I obtained very surprising results with timeit, can someone tell me if I am doing something wrong ? I am using Python 2.7.
This is the contents of file speedtest_init.py:
import random
to_count = [random.randint(0, 100) for r in range(60)]
These are the contents of speedtest.py:
__author__ = 'BlueTrin'
import timeit
def test_init1():
print(timeit.timeit('import speedtest_init'))
def test_counter1():
s = """\
d = defaultdict(int);
for i in speedtest_init.to_count:
d[i] += 1
"""
print(timeit.timeit(s, 'from collections import defaultdict; import speedtest_init;'))
def test_counter2():
print(timeit.timeit('d = Counter(speedtest_init.to_count);', 'from collections import Counter; import speedtest_init;'))

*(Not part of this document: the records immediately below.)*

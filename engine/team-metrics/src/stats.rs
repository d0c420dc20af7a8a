//! Summary statistics over per-match contribution fractions

/// Arithmetic mean, 0 for an empty slice
pub fn mean(values: &[f64]) -> f64 {
    if values.is_empty() {
        return 0.0;
    }
    values.iter().sum::<f64>() / values.len() as f64
}

/// Population standard deviation, 0 for an empty slice
pub fn population_std_dev(values: &[f64]) -> f64 {
    if values.is_empty() {
        return 0.0;
    }
    let mean = mean(values);
    let variance =
        values.iter().map(|x| (x - mean).powi(2)).sum::<f64>() / values.len() as f64;
    variance.sqrt()
}

/// `1 - stddev / mean`, or 0 when the mean is not positive
pub fn consistency_rating(values: &[f64]) -> f64 {
    let mean = mean(values);
    if mean > 0.0 {
        1.0 - population_std_dev(values) / mean
    } else {
        0.0
    }
}

/// `numerator / denominator`, or 0 when the denominator is 0
pub fn rate(numerator: f64, denominator: u32) -> f64 {
    if denominator == 0 {
        0.0
    } else {
        numerator / denominator as f64
    }
}
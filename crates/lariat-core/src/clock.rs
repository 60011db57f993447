use jiff::Timestamp;

/// Source of the current time, abstracted so services can be tested
/// against fixed or advancing clocks.
pub trait Clock: Send + Sync + 'static {
    /// Returns the current time of the clock.
    fn now(&self) -> Timestamp;
}

/// The wall clock.
#[derive(Debug, Clone, Copy, Default)]
pub struct SystemClock;

impl Clock for SystemClock {
    fn now(&self) -> Timestamp {
        Timestamp::now()
    }
}
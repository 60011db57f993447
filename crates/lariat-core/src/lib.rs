//! Core types and traits for the lariat URL shortener.
//!
//! This crate provides the domain model (aliases, link entries, users),
//! the expiration policy, and the store contracts shared by the service
//! layer and the storage backends.

pub mod alias;
pub mod clock;
pub mod error;
pub mod expiry;
pub mod link;
pub mod store;
pub mod user;

pub use alias::{Alias, AliasError, RESERVED_ALIASES};
pub use clock::{Clock, SystemClock};
pub use error::StoreError;
pub use expiry::{classify, expiration_label, expires_at, LinkStatus, EXPIRY_DAYS};
pub use link::LinkEntry;
pub use store::{LinkStore, UserStore};
pub use user::User;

if __name__ == "__main__":
test_init1()
test_counter1()
test_counter2()
The console output is:
C:\Python27\python.exe C:/Dev/codility/chlorum2014/speedtest.py
2.71501962931
65.7090444503
91.2953839048
Process finished with exit code 0
I think by default timeit() runs 1000000 times the code, so I need to divide the times by 1000000, but what is surprising is that the Counter is slower than the defaultdict().
Is that expected ?
EDIT:
Also using a dict is faster than a defaultdict(int):
def test_counter3():
s = """\
d = {};
for i in speedtest_init.to_count:
if i not in d:
d[i] = 1
else:
d[i] += 1
"""
print(timeit.timeit(stmt=s, setup='from collections import defaultdict; import speedtest_init;')
this last version is faster than the defaultdict(int) meaning that unless you care more about readability you should use the dict() rather than the defaultdict().